Nothing makes the left cringe more than libertarianism. Freedom and liberty is the last thing the left wants.
Freedom and liberty are the cornerstones of liberalism. But within a representative democracy where We, the People are the government. That is what our founding fathers created.
Libertarianism and free markets on the other hand sound pretty, but they cannot withstand even a cursory inspection. Libertarianism does not support democracy; taken to an extreme, it entails the law of the jungle. If government never interferes, we could all get away with murder. Alternatively, if the libertarian position is not to be taken to an extreme, where should it stop? What is the difference between no government and minimal government? Attempts to justify libertarianism, even a less than extreme position, have failed. Laissez faire, or free market economics, characterized by minimal or no government intervention, has a history that is long but undistinguished. Just as the negative effects of a high fever do not certify the health benefits of the opposite extreme, hypothermia, the dismal failure of communism, seeking complete government control of the economy, does not certify the economic benefits of the opposite extreme, total economic non-intervention.

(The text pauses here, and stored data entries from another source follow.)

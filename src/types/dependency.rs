//! Dependency keys, targets, and maps.

use serde::{Deserialize, Serialize};

use super::class::ClassId;
use super::ty::{self, Lookup, Type};

/// Identifies one dependency slot: the class that declared it, and the
/// position among that class's own declarations.
///
/// A subclass inherits its superclasses' slots under their original keys, so
/// `Heat`'s owner slot is still keyed by `Owned`, not by `Heat`.
#[derive(Clone, Copy, Debug, PartialEq, Eq, Hash, Serialize, Deserialize)]
pub struct DepKey {
    pub declaring: ClassId,
    pub index: u32,
}

/// What a dependency slot currently points at.
#[derive(Clone, Debug, PartialEq, Eq, Hash, Serialize, Deserialize)]
pub enum DepTarget {
    /// An ordinary type-valued slot.
    Type(Type),
    /// The metaclass's slot, which names a class rather than a type.
    Class(ClassId),
}

/// An ordered map from dependency keys to their targets.
///
/// Order is declaration order: inherited entries first, own entries after.
/// Two maps for the same class always carry the same keys in the same order,
/// only the targets differ.
#[derive(Clone, Debug, Default, PartialEq, Eq, Hash, Serialize, Deserialize)]
pub struct DependencyMap {
    // Targets contain types, which contain maps; the indirection through the
    // heap keeps the recursion finite.
    entries: Vec<(DepKey, DepTarget)>,
}

impl DependencyMap {
    #[must_use]
    pub fn new() -> Self {
        Self::default()
    }

    #[must_use]
    pub fn len(&self) -> usize {
        self.entries.len()
    }

    #[must_use]
    pub fn is_empty(&self) -> bool {
        self.entries.is_empty()
    }

    #[must_use]
    pub fn get(&self, key: DepKey) -> Option<&DepTarget> {
        self.entries
            .iter()
            .find(|(k, _)| *k == key)
            .map(|(_, t)| t)
    }

    pub fn iter(&self) -> impl Iterator<Item = (DepKey, &DepTarget)> {
        self.entries.iter().map(|(k, t)| (*k, t))
    }

    #[must_use]
    pub fn keys(&self) -> Vec<DepKey> {
        self.entries.iter().map(|(k, _)| *k).collect()
    }

    /// Add or replace the entry under `key`. New keys go at the end.
    pub fn set(&mut self, key: DepKey, target: DepTarget) {
        for (k, t) in &mut self.entries {
            if *k == key {
                *t = target;
                return;
            }
        }
        self.entries.push((key, target));
    }

    /// Apply positional specialization arguments.
    ///
    /// Each argument consumes the first not-yet-consumed slot whose current
    /// target it narrows; the slot's target is replaced by the argument. An
    /// argument that matches no open slot fails with its position.
    pub(crate) fn specialize(
        &self,
        lookup: &dyn Lookup,
        args: &[Type],
    ) -> Result<DependencyMap, usize> {
        let mut entries = self.entries.clone();
        let mut consumed = vec![false; entries.len()];
        'args: for (position, arg) in args.iter().enumerate() {
            for (slot, (_, target)) in entries.iter_mut().enumerate() {
                if consumed[slot] {
                    continue;
                }
                if let Some(narrowed) = narrow_target(lookup, target, arg) {
                    *target = narrowed;
                    consumed[slot] = true;
                    continue 'args;
                }
            }
            return Err(position);
        }
        Ok(Self { entries })
    }
}

/// The argument's replacement for `target`, if the argument narrows it.
fn narrow_target(lookup: &dyn Lookup, target: &DepTarget, arg: &Type) -> Option<DepTarget> {
    match target {
        DepTarget::Type(bound) => {
            ty::is_subtype(lookup, arg, bound).then(|| DepTarget::Type(arg.clone()))
        }
        DepTarget::Class(bound) => {
            // Only a class type can fill a class-valued slot.
            if arg.class != lookup.class_class() {
                return None;
            }
            match arg.deps.iter().next() {
                Some((_, DepTarget::Class(named))) if lookup.is_subclass(*named, *bound) => {
                    Some(DepTarget::Class(*named))
                }
                _ => None,
            }
        }
    }
}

"The equal rights of man, and the happiness of every individual, are now acknowledged to be the only legitimate objects of government. Modern times have the signal advantage, too, of having discovered the only device by which these rights can be secured, to wit: government by the people, acting not in person, but by representatives chosen by themselves, that is to say, by every man of ripe years and sane mind, who contributes either by his purse or person to the support of his country." --Thomas Jefferson to A. Coray, 1823. ME 15:482
"The care of human life and happiness, and not their destruction, is the first and only legitimate object of good government."
Thomas Jefferson to the Republican Citizens of Washington County, Maryland" (March 31, 1809).
The selfish spirit of commerce knows no country, and feels no passion or principle but that of gain.
Thomas Jefferson - Letter to Larkin Smith (1809).